The options are endless when it comes to running a hay operation, be it small or large.

Take a look at the example of My Daughter's Pony who started out to make a bit of hay. Look at al the posts he has made and the learning he has achieved with many helpful posts from HT folk.

He has a low-powered tractor without hydraulics, an old IH sickle mower and an engine-functioned NH 66 baler ( engine-functioned balers were used often when towed small square balers were introduced to reduce the tractor HP requirements). Every bit of his gear could find a place in a museum but he is proud of it and rightly so, it works, makes hay and gives him pleasure. Heck I have had pleasure reading of his trials tribulations and triumphs, reminiscing (enjoyable recollection) about my own past experiences with old hay gear. MDP has coaxed his gear to make some hay for his daughter's pony, what a wonderful experience for MDP and his family who have joined in. What a wonderful trip down memory lane for many of our HT community who have joined in with advice and words encouragement, and just read of his adventures.

My first crop of hay in my own right was 3 acres and grew 600 small rounds that I sold. I cut and raked the hay using an Allis Chalmers WD tricycle tractor with 6 foot mid-mounted Bamford mower (English) and an IH basket rake. Had a contract operator bale them.

Slowly grew more and more until baling about 35,000 pa of small squares including contract work to pay for my toys.

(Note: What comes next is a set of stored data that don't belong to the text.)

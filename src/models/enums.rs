use crate::db::DatabaseError;
use serde::{Deserialize, Serialize};

/// Macro to generate enum with as_str + std::str::FromStr pattern
macro_rules! str_enum {
    ($name:ident { $($variant:ident => $s:literal),+ $(,)? }) => {
        #[derive(Debug, Clone, Copy, PartialEq, Eq, Serialize, Deserialize)]
        #[serde(rename_all = "lowercase")]
        pub enum $name {
            $($variant),+
        }

        impl $name {
            pub fn as_str(&self) -> &'static str {
                match self {
                    $(Self::$variant => $s),+
                }
            }
        }

        impl std::str::FromStr for $name {
            type Err = DatabaseError;

            fn from_str(s: &str) -> Result<Self, Self::Err> {
                match s {
                    $($s => Ok(Self::$variant)),+,
                    _ => Err(DatabaseError::InvalidEnum {
                        field: stringify!($name).into(),
                        value: s.into(),
                    }),
                }
            }
        }
    };
}

str_enum!(DocumentStatus {
    Pending => "pending",
    Processing => "processing",
    Completed => "completed",
    Failed => "failed",
});

/// Extraction strategy selector derived from the free-form category string
/// a document was uploaded with.
///
/// Parsing never fails: anything unrecognized routes to the default
/// extractor, same as `form` and `auto-detect`.
#[derive(Debug, Clone, Copy, PartialEq, Eq)]
pub enum Category {
    Certificate,
    Resume,
    License,
    Form,
    AutoDetect,
}

impl Category {
    pub fn parse(raw: &str) -> Self {
        match raw.trim().to_ascii_lowercase().as_str() {
            "certificate" => Self::Certificate,
            "resume" => Self::Resume,
            "license" => Self::License,
            "form" => Self::Form,
            _ => Self::AutoDetect,
        }
    }

    pub fn as_str(&self) -> &'static str {
        match self {
            Self::Certificate => "certificate",
            Self::Resume => "resume",
            Self::License => "license",
            Self::Form => "form",
            Self::AutoDetect => "auto-detect",
        }
    }
}
//! API router assembly.
//!
//! Returns a composable `Router` with all endpoints nested under `/api`.
//! CORS is permissive — the dashboard is served from its own origin — and
//! every request is traced.

use axum::extract::DefaultBodyLimit;
use axum::routing::get;
use axum::Router;
use tower_http::cors::CorsLayer;
use tower_http::trace::TraceLayer;

use crate::api::endpoints::{documents, files, health};
use crate::api::types::ApiContext;

/// Build the API router.
pub fn api_router(ctx: ApiContext) -> Router {
    let api = Router::new()
        .route("/health", get(health::check))
        .route(
            "/documents",
            get(documents::list).post(documents::upload),
        )
        .route("/documents/search", get(documents::search))
        .route("/documents/stats", get(documents::stats))
        .route(
            "/documents/:id",
            get(documents::detail).delete(documents::remove),
        )
        .route("/documents/:id/ocr", get(documents::ocr_result))
        .route("/documents/:id/retry", axum::routing::post(documents::retry))
        .route("/files/:filename", get(files::serve))
        .with_state(ctx);

    Router::new()
        .nest("/api", api)
        // multipart bodies carry up to MAX_UPLOAD_BYTES plus framing overhead
        .layer(DefaultBodyLimit::max(documents::MAX_UPLOAD_BYTES + 64 * 1024))
        .layer(CorsLayer::permissive())
        .layer(TraceLayer::new_for_http())
}
use rusqlite::{params, Connection};

use crate::db::DatabaseError;
use crate::models::{NewOcrResult, OcrResult};

use super::{format_timestamp, parse_timestamp};

pub fn insert_ocr_result(conn: &Connection, result: &NewOcrResult) -> Result<i64, DatabaseError> {
    conn.execute(
        "INSERT INTO ocr_results (document_id, extracted_text, fields, word_data,
         confidence, duration_ms, created_at)
         VALUES (?1, ?2, ?3, ?4, ?5, ?6, ?7)",
        params![
            result.document_id,
            result.extracted_text,
            result.fields.to_string(),
            result.word_data.to_string(),
            result.confidence,
            result.duration_ms,
            format_timestamp(&result.created_at),
        ],
    )?;
    Ok(conn.last_insert_rowid())
}

/// The most recent result for a document. An absent result is a normal
/// outcome for anything not yet processed, not an error.
pub fn latest_for_document(
    conn: &Connection,
    document_id: i64,
) -> Result<Option<OcrResult>, DatabaseError> {
    let mut stmt = conn.prepare(
        "SELECT id, document_id, extracted_text, fields, word_data, confidence,
         duration_ms, created_at
         FROM ocr_results WHERE document_id = ?1
         ORDER BY id DESC LIMIT 1",
    )?;

    let result = stmt.query_row(params![document_id], |row| {
        Ok(OcrResultRow {
            id: row.get(0)?,
            document_id: row.get(1)?,
            extracted_text: row.get(2)?,
            fields: row.get(3)?,
            word_data: row.get(4)?,
            confidence: row.get(5)?,
            duration_ms: row.get(6)?,
            created_at: row.get(7)?,
        })
    });

    match result {
        Ok(row) => Ok(Some(result_from_row(row))),
        Err(rusqlite::Error::QueryReturnedNoRows) => Ok(None),
        Err(e) => Err(e.into()),
    }
}

/// Remove every result for a document. Each processing attempt supersedes
/// the prior attempt's result, and document deletion cleans up here too.
pub fn delete_for_document(conn: &Connection, document_id: i64) -> Result<usize, DatabaseError> {
    let deleted = conn.execute(
        "DELETE FROM ocr_results WHERE document_id = ?1",
        params![document_id],
    )?;
    Ok(deleted)
}

struct OcrResultRow {
    id: i64,
    document_id: i64,
    extracted_text: String,
    fields: String,
    word_data: String,
    confidence: i64,
    duration_ms: i64,
    created_at: String,
}

fn result_from_row(row: OcrResultRow) -> OcrResult {
    OcrResult {
        id: row.id,
        document_id: row.document_id,
        extracted_text: row.extracted_text,
        fields: serde_json::from_str(&row.fields).unwrap_or_default(),
        word_data: serde_json::from_str(&row.word_data).unwrap_or_default(),
        confidence: row.confidence,
        duration_ms: row.duration_ms,
        created_at: parse_timestamp(&row.created_at),
    }
}
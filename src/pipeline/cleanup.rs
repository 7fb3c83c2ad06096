//! Post-recognition text cleanup.
//!
//! OCR output is noisy in predictable ways: stray glyphs, duplicated
//! whitespace, and digit/letter confusions at word boundaries. This pass
//! normalizes the text before field extraction. Newline structure is
//! preserved (capped at one blank line) because the extractors rely on
//! positional heuristics like "name = first line".

use std::sync::LazyLock;

use regex::Regex;

static RE_INLINE_WS: LazyLock<Regex> = LazyLock::new(|| Regex::new(r"[ \t]+").unwrap());

/// A digit at a word start followed by a letter is almost always a
/// misrecognized letter: 0→O, 5→S, 1→l, 6→G, 8→B.
static RE_WORD_CONFUSION: LazyLock<Regex> =
    LazyLock::new(|| Regex::new(r"\b([01568])([A-Za-z])").unwrap());

static RE_SPACE_BEFORE_PUNCT: LazyLock<Regex> =
    LazyLock::new(|| Regex::new(r"[ \t]+([.,!?;:])").unwrap());

/// Clean raw recognized text.
pub fn cleanup_text(raw: &str) -> String {
    // 1. Collapse runs of spaces/tabs and trim line edges
    let mut lines: Vec<String> = raw
        .lines()
        .map(|l| RE_INLINE_WS.replace_all(l.trim(), " ").into_owned())
        .collect();

    for line in &mut lines {
        // 2. Glyph confusions, while the noisy characters are still present
        let fixed = line.replace('|', "I").replace('~', "-").replace('`', "'");
        let fixed = RE_WORD_CONFUSION
            .replace_all(&fixed, |caps: &regex::Captures| {
                let letter = &caps[2];
                let mapped = match &caps[1] {
                    "0" => "O",
                    "5" => "S",
                    "1" => "l",
                    "6" => "G",
                    "8" => "B",
                    other => other,
                };
                format!("{mapped}{letter}")
            })
            .into_owned();

        // 3. Strip anything outside the safe printable set
        let stripped: String = fixed.chars().filter(|c| is_safe_char(*c)).collect();

        // 4. Spacing around punctuation is normalized by removal only —
        //    inserting spaces would split decimals and times
        *line = RE_SPACE_BEFORE_PUNCT.replace_all(&stripped, "$1").into_owned();
    }

    // 5. Cap consecutive blank lines at one
    let mut out: Vec<&str> = Vec::with_capacity(lines.len());
    let mut prev_blank = false;
    for line in &lines {
        let blank = line.is_empty();
        if blank && prev_blank {
            continue;
        }
        out.push(line.as_str());
        prev_blank = blank;
    }

    out.join("\n").trim().to_string()
}

fn is_safe_char(c: char) -> bool {
    c.is_alphanumeric()
        || c.is_whitespace()
        || matches!(
            c,
            '.' | ','
                | ';'
                | ':'
                | '-'
                | '/'
                | '('
                | ')'
                | '['
                | ']'
                | '+'
                | '='
                | '%'
                | '#'
                | '@'
                | '&'
                | '\''
                | '"'
                | '!'
                | '?'
                | '*'
                | '_'
                | '$'
        )
}
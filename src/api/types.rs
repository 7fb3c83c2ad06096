//! Shared state for the API layer.

use std::path::PathBuf;
use std::sync::Arc;

use crate::pipeline::queue::QueueHandle;

/// Shared context cloned into every route handler.
///
/// Handlers open their own short-lived database connection per request;
/// the context only carries the paths and the scheduling handle.
#[derive(Clone)]
pub struct ApiContext {
    pub db_path: Arc<PathBuf>,
    pub uploads_dir: Arc<PathBuf>,
    pub queue: QueueHandle,
}

impl ApiContext {
    pub fn new(db_path: PathBuf, uploads_dir: PathBuf, queue: QueueHandle) -> Self {
        Self {
            db_path: Arc::new(db_path),
            uploads_dir: Arc::new(uploads_dir),
            queue,
        }
    }
}
pub mod document;
pub mod ocr_result;

pub use document::*;
pub use ocr_result::*;

use chrono::NaiveDateTime;

const TIMESTAMP_FORMAT: &str = "%Y-%m-%d %H:%M:%S";

pub(crate) fn format_timestamp(ts: &NaiveDateTime) -> String {
    ts.format(TIMESTAMP_FORMAT).to_string()
}

pub(crate) fn parse_timestamp(raw: &str) -> NaiveDateTime {
    NaiveDateTime::parse_from_str(raw, TIMESTAMP_FORMAT)
        .or_else(|_| NaiveDateTime::parse_from_str(raw, "%Y-%m-%dT%H:%M:%S"))
        .unwrap_or_default()
}
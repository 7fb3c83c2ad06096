use chrono::NaiveDateTime;
use serde::{Deserialize, Serialize};

use super::enums::DocumentStatus;

#[derive(Debug, Clone, Serialize, Deserialize)]
pub struct Document {
    pub id: i64,
    pub stored_filename: String,
    pub original_filename: String,
    pub size_bytes: i64,
    pub mime_type: String,
    pub storage_path: String,
    pub category: String,
    pub status: DocumentStatus,
    /// Overall OCR confidence, 0–100. None until a processing attempt finishes.
    pub confidence: Option<i64>,
    pub uploaded_at: NaiveDateTime,
    pub processed_at: Option<NaiveDateTime>,
    pub user_id: Option<i64>,
}

/// Insert payload. The row id is assigned by the database; status starts
/// as `pending` with no confidence.
#[derive(Debug, Clone)]
pub struct NewDocument {
    pub stored_filename: String,
    pub original_filename: String,
    pub size_bytes: i64,
    pub mime_type: String,
    pub storage_path: String,
    pub category: String,
    pub uploaded_at: NaiveDateTime,
    pub user_id: Option<i64>,
}
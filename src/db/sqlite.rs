use std::path::Path;

use rusqlite::Connection;
use tracing;

use super::DatabaseError;

/// Open a SQLite connection to the given path and run migrations
pub fn open_database(path: &Path) -> Result<Connection, DatabaseError> {
    let conn = Connection::open(path)?;
    configure_pragmas(&conn)?;
    run_migrations(&conn)?;
    Ok(conn)
}

/// Open an in-memory database (for testing)
pub fn open_memory_database() -> Result<Connection, DatabaseError> {
    let conn = Connection::open_in_memory()?;
    configure_pragmas(&conn)?;
    run_migrations(&conn)?;
    Ok(conn)
}

// WAL + busy_timeout: the server opens many short-lived connections
// concurrently (one per request, one per worker attempt).
fn configure_pragmas(conn: &Connection) -> Result<(), DatabaseError> {
    // journal_mode and busy_timeout report their new value as a row
    conn.query_row("PRAGMA journal_mode=WAL", [], |_| Ok(()))?;
    conn.query_row("PRAGMA busy_timeout=5000", [], |_| Ok(()))?;
    conn.execute_batch("PRAGMA foreign_keys=ON;")?;
    Ok(())
}

/// Run all pending migrations
pub fn run_migrations(conn: &Connection) -> Result<(), DatabaseError> {
    let current_version = get_current_version(conn);

    let migrations: Vec<(i64, &str)> = vec![
        (1, include_str!("../../resources/migrations/001_initial.sql")),
    ];

    for (version, sql) in migrations {
        if version > current_version {
            tracing::info!("Running migration v{version}");
            conn.execute_batch(sql).map_err(|e| DatabaseError::MigrationFailed {
                version,
                reason: e.to_string(),
            })?;
        }
    }

    Ok(())
}

/// Get the current schema version (0 if no schema exists yet)
fn get_current_version(conn: &Connection) -> i64 {
    conn.query_row(
        "SELECT MAX(version) FROM schema_version",
        [],
        |row| row.get::<_, i64>(0),
    )
    .unwrap_or(0)
}

/// Count tables in the database (for verification)
pub fn count_tables(conn: &Connection) -> Result<i64, DatabaseError> {
    let count = conn.query_row(
        "SELECT COUNT(*) FROM sqlite_master WHERE type='table' AND name NOT LIKE 'sqlite_%'",
        [],
        |row| row.get::<_, i64>(0),
    )?;
    Ok(count)
}
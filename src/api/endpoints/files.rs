//! Raw file serving for stored uploads.

use axum::extract::{Path, State};
use axum::http::header;
use axum::response::{IntoResponse, Response};

use crate::api::error::ApiError;
use crate::api::types::ApiContext;

/// `GET /api/files/:filename` — raw bytes of a stored upload.
///
/// Stored filenames are flat uuid-based names; anything that looks like a
/// path is rejected before touching the filesystem.
pub async fn serve(
    State(ctx): State<ApiContext>,
    Path(filename): Path<String>,
) -> Result<Response, ApiError> {
    if filename.contains('/') || filename.contains('\\') || filename.contains("..") {
        return Err(ApiError::BadRequest("Invalid filename".into()));
    }

    let path = ctx.uploads_dir.join(&filename);
    let bytes = match std::fs::read(&path) {
        Ok(bytes) => bytes,
        Err(e) if e.kind() == std::io::ErrorKind::NotFound => {
            return Err(ApiError::NotFound(format!("File {filename} not found")));
        }
        Err(e) => return Err(ApiError::Internal(format!("Read failed: {e}"))),
    };

    let mime = mime_guess::from_path(&filename).first_or_octet_stream();
    Ok(([(header::CONTENT_TYPE, mime.essence_str().to_string())], bytes).into_response())
}
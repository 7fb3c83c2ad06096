use std::str::FromStr;

use chrono::NaiveDateTime;
use rusqlite::{params, Connection};
use serde::Serialize;

use crate::db::DatabaseError;
use crate::models::{Document, DocumentStatus, NewDocument};

use super::{format_timestamp, parse_timestamp};

const DOCUMENT_COLUMNS: &str = "id, stored_filename, original_filename, size_bytes, mime_type,
     storage_path, category, status, confidence, uploaded_at, processed_at, user_id";

/// Insert a new document in `pending` state. Returns the assigned row id.
pub fn insert_document(conn: &Connection, doc: &NewDocument) -> Result<i64, DatabaseError> {
    conn.execute(
        "INSERT INTO documents (stored_filename, original_filename, size_bytes, mime_type,
         storage_path, category, status, uploaded_at, user_id)
         VALUES (?1, ?2, ?3, ?4, ?5, ?6, 'pending', ?7, ?8)",
        params![
            doc.stored_filename,
            doc.original_filename,
            doc.size_bytes,
            doc.mime_type,
            doc.storage_path,
            doc.category,
            format_timestamp(&doc.uploaded_at),
            doc.user_id,
        ],
    )?;
    Ok(conn.last_insert_rowid())
}

pub fn get_document(conn: &Connection, id: i64) -> Result<Option<Document>, DatabaseError> {
    let mut stmt = conn.prepare(&format!(
        "SELECT {DOCUMENT_COLUMNS} FROM documents WHERE id = ?1"
    ))?;

    let result = stmt.query_row(params![id], map_document_row);

    match result {
        Ok(row) => Ok(Some(document_from_row(row)?)),
        Err(rusqlite::Error::QueryReturnedNoRows) => Ok(None),
        Err(e) => Err(e.into()),
    }
}

/// Paginated listing, most recent upload first.
pub fn list_documents(
    conn: &Connection,
    limit: i64,
    offset: i64,
) -> Result<Vec<Document>, DatabaseError> {
    let mut stmt = conn.prepare(&format!(
        "SELECT {DOCUMENT_COLUMNS} FROM documents
         ORDER BY uploaded_at DESC, id DESC
         LIMIT ?1 OFFSET ?2"
    ))?;

    let rows = stmt.query_map(params![limit, offset], map_document_row)?;

    let mut docs = Vec::new();
    for row in rows {
        docs.push(document_from_row(row?)?);
    }
    Ok(docs)
}

/// Case-insensitive substring search over original filename and category.
pub fn search_documents(conn: &Connection, query: &str) -> Result<Vec<Document>, DatabaseError> {
    let mut stmt = conn.prepare(&format!(
        "SELECT {DOCUMENT_COLUMNS} FROM documents
         WHERE original_filename LIKE '%' || ?1 || '%'
            OR category LIKE '%' || ?1 || '%'
         ORDER BY uploaded_at DESC, id DESC"
    ))?;

    let rows = stmt.query_map(params![query], map_document_row)?;

    let mut docs = Vec::new();
    for row in rows {
        docs.push(document_from_row(row?)?);
    }
    Ok(docs)
}

/// pending → processing. Stamps processed_at with the attempt start time.
///
/// The UPDATE is conditioned on the current status, so an illegal transition
/// affects zero rows and reports `false` instead of corrupting state.
pub fn mark_processing(
    conn: &Connection,
    id: i64,
    started_at: &NaiveDateTime,
) -> Result<bool, DatabaseError> {
    let rows = conn.execute(
        "UPDATE documents SET status = 'processing', processed_at = ?2
         WHERE id = ?1 AND status = 'pending'",
        params![id, format_timestamp(started_at)],
    )?;
    Ok(rows > 0)
}

/// processing → completed, recording the engine confidence.
pub fn mark_completed(conn: &Connection, id: i64, confidence: i64) -> Result<bool, DatabaseError> {
    let rows = conn.execute(
        "UPDATE documents SET status = 'completed', confidence = ?2
         WHERE id = ?1 AND status = 'processing'",
        params![id, confidence],
    )?;
    Ok(rows > 0)
}

/// processing → failed. Confidence is forced to 0 on the failure path.
pub fn mark_failed(conn: &Connection, id: i64) -> Result<bool, DatabaseError> {
    let rows = conn.execute(
        "UPDATE documents SET status = 'failed', confidence = 0
         WHERE id = ?1 AND status = 'processing'",
        params![id],
    )?;
    Ok(rows > 0)
}

/// failed → pending, clearing the previous attempt's score and timestamp.
/// Only documents currently in `failed` state can re-enter the pipeline.
pub fn reset_for_retry(conn: &Connection, id: i64) -> Result<bool, DatabaseError> {
    let rows = conn.execute(
        "UPDATE documents SET status = 'pending', confidence = NULL, processed_at = NULL
         WHERE id = ?1 AND status = 'failed'",
        params![id],
    )?;
    Ok(rows > 0)
}

/// Delete a document and its OCR results.
///
/// ocr_results has no CASCADE on document_id, so children are deleted first.
pub fn delete_document(conn: &Connection, id: i64) -> Result<(), DatabaseError> {
    let deleted_results =
        conn.execute("DELETE FROM ocr_results WHERE document_id = ?1", params![id])?;

    let deleted = conn.execute("DELETE FROM documents WHERE id = ?1", params![id])?;
    if deleted == 0 {
        return Err(DatabaseError::NotFound {
            entity_type: "Document".into(),
            id: id.to_string(),
        });
    }

    tracing::info!(
        document_id = id,
        ocr_results = deleted_results,
        "Document deleted with its OCR results"
    );

    Ok(())
}

/// Aggregate counts per status plus mean confidence over scored documents.
#[derive(Debug, Clone, Serialize)]
pub struct DocumentStats {
    pub total: i64,
    pub pending: i64,
    pub processing: i64,
    pub completed: i64,
    pub failed: i64,
    /// Mean over documents with a non-null confidence. None when no document
    /// has been scored yet.
    pub average_confidence: Option<f64>,
}

pub fn document_stats(conn: &Connection) -> Result<DocumentStats, DatabaseError> {
    let stats = conn.query_row(
        "SELECT COUNT(*),
                COUNT(*) FILTER (WHERE status = 'pending'),
                COUNT(*) FILTER (WHERE status = 'processing'),
                COUNT(*) FILTER (WHERE status = 'completed'),
                COUNT(*) FILTER (WHERE status = 'failed'),
                AVG(confidence)
         FROM documents",
        [],
        |row| {
            Ok(DocumentStats {
                total: row.get(0)?,
                pending: row.get(1)?,
                processing: row.get(2)?,
                completed: row.get(3)?,
                failed: row.get(4)?,
                average_confidence: row.get(5)?,
            })
        },
    )?;
    Ok(stats)
}

// Internal row type for Document mapping
struct DocumentRow {
    id: i64,
    stored_filename: String,
    original_filename: String,
    size_bytes: i64,
    mime_type: String,
    storage_path: String,
    category: String,
    status: String,
    confidence: Option<i64>,
    uploaded_at: String,
    processed_at: Option<String>,
    user_id: Option<i64>,
}

fn map_document_row(row: &rusqlite::Row<'_>) -> rusqlite::Result<DocumentRow> {
    Ok(DocumentRow {
        id: row.get(0)?,
        stored_filename: row.get(1)?,
        original_filename: row.get(2)?,
        size_bytes: row.get(3)?,
        mime_type: row.get(4)?,
        storage_path: row.get(5)?,
        category: row.get(6)?,
        status: row.get(7)?,
        confidence: row.get(8)?,
        uploaded_at: row.get(9)?,
        processed_at: row.get(10)?,
        user_id: row.get(11)?,
    })
}

fn document_from_row(row: DocumentRow) -> Result<Document, DatabaseError> {
    Ok(Document {
        id: row.id,
        stored_filename: row.stored_filename,
        original_filename: row.original_filename,
        size_bytes: row.size_bytes,
        mime_type: row.mime_type,
        storage_path: row.storage_path,
        category: row.category,
        status: DocumentStatus::from_str(&row.status)?,
        confidence: row.confidence,
        uploaded_at: parse_timestamp(&row.uploaded_at),
        processed_at: row.processed_at.as_deref().map(parse_timestamp),
        user_id: row.user_id,
    })
}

It is not all about money but also the enjoyment of farming and actually producing something from your land. A very good friend of mine is an accountant and everything with his farm has to be justified in $$$$$ terms. I feel he is so concerned about the $ that he loses the enjoyment of farming. Every time we meet he is lamenting the negatives of farming and will not spend any money on equipment unless he is compelled to, then laments that too. The hip pocket nerve on an accountant is hyper-sensitive.

If everything comes to $ then why would anyone start out playing golf, I do not know of any who made money from the start, and why would most continue to play? Most golf players will never make a profit at the game, but they claim to enjoy it. I personally cannot understand enjoyment from the very frustrating game, or why play a game that the better you get at it, the less you get to play in each game.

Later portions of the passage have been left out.